LISTED RECORDS Start Marker

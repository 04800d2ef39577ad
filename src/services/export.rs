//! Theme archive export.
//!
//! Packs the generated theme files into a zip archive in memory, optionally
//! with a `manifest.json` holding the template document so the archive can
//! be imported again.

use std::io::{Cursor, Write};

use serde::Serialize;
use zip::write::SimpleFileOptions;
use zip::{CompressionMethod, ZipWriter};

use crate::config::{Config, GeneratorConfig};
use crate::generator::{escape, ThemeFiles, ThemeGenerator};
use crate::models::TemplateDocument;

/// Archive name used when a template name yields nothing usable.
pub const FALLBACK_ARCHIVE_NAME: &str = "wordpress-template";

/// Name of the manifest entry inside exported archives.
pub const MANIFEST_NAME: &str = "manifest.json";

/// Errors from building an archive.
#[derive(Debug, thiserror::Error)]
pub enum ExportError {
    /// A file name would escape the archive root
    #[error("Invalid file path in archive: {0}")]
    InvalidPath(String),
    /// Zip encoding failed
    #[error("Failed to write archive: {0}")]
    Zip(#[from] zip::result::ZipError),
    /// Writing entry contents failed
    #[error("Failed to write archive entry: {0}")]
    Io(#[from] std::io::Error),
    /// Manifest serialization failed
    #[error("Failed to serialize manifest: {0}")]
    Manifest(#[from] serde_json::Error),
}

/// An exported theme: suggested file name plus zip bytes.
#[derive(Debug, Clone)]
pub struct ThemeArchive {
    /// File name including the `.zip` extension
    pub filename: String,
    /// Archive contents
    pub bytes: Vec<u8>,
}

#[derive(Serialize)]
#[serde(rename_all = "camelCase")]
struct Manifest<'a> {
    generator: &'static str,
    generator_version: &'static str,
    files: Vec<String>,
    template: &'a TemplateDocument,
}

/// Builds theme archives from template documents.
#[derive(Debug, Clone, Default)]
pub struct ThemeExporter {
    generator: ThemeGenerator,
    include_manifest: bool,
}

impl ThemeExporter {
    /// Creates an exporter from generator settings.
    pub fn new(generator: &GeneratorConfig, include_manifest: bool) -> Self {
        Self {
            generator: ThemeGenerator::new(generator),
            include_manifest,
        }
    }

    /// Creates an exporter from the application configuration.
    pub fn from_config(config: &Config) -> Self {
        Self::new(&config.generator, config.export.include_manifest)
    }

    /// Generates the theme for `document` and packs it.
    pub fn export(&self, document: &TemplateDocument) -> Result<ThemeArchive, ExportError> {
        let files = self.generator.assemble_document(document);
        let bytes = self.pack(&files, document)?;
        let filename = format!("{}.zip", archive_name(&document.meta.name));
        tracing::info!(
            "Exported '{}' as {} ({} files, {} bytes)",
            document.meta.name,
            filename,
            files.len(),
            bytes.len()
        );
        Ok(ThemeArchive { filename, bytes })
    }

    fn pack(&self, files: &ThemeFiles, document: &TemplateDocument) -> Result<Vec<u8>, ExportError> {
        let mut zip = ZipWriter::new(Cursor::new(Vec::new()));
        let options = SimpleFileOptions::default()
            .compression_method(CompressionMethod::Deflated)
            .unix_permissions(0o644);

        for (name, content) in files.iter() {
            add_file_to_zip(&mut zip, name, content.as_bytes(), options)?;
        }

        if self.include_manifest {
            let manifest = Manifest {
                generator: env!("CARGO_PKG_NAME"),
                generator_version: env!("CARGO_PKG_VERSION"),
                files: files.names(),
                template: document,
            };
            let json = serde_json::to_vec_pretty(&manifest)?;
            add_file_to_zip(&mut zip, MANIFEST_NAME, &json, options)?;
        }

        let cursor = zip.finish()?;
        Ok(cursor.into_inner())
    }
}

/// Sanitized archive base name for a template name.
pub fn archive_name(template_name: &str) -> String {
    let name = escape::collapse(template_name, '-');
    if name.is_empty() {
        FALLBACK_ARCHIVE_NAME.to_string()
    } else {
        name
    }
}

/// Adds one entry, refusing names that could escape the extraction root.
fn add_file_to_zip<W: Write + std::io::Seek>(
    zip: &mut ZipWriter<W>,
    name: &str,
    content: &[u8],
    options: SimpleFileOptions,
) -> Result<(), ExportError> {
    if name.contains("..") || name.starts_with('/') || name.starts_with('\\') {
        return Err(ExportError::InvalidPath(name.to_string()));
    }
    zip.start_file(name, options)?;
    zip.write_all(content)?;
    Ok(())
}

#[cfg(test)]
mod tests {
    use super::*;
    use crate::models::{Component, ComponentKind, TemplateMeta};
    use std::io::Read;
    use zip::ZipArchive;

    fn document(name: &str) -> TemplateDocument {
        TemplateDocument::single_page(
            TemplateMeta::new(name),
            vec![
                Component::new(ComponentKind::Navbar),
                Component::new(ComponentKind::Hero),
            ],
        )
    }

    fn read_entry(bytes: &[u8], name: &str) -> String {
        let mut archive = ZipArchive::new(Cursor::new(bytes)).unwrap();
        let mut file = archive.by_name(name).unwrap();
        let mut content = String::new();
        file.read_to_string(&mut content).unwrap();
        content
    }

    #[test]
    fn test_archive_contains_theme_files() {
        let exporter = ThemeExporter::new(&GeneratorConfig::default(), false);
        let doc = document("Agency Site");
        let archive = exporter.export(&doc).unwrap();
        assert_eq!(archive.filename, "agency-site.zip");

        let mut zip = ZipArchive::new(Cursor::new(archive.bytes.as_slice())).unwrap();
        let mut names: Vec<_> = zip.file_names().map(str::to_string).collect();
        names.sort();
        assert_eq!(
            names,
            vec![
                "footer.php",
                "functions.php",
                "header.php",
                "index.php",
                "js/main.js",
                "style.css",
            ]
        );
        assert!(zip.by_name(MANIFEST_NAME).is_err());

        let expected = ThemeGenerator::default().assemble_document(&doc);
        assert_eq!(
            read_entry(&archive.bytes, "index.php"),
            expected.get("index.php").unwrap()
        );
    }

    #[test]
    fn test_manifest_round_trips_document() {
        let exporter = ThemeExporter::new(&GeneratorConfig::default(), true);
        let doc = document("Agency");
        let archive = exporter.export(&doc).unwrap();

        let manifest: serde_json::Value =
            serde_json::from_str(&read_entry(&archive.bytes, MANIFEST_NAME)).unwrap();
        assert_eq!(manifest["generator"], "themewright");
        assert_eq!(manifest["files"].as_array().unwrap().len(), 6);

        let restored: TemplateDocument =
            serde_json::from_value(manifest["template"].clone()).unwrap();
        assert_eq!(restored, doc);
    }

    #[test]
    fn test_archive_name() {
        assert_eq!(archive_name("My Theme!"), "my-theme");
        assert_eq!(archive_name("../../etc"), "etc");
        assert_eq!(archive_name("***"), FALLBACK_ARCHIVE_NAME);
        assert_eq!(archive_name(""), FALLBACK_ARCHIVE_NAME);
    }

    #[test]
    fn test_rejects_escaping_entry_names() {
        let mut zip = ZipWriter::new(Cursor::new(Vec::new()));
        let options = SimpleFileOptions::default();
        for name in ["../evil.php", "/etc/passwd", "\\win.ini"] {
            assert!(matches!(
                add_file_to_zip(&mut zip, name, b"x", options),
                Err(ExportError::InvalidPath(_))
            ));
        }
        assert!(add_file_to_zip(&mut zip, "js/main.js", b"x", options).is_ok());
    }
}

LISTED RECORDS End Marker

§ **ASSIGNED TASK**
Lines holding "TemplateDocument" in the data above: copy each of them.

§ **YOUR RESPONSE**
use crate::models::TemplateDocument;
    template: &'a TemplateDocument,
    pub fn export(&self, document: &TemplateDocument) -> Result<ThemeArchive, ExportError> {
    fn pack(&self, files: &ThemeFiles, document: &TemplateDocument) -> Result<Vec<u8>, ExportError> {
    fn document(name: &str) -> TemplateDocument {
        TemplateDocument::single_page(
        let restored: TemplateDocument =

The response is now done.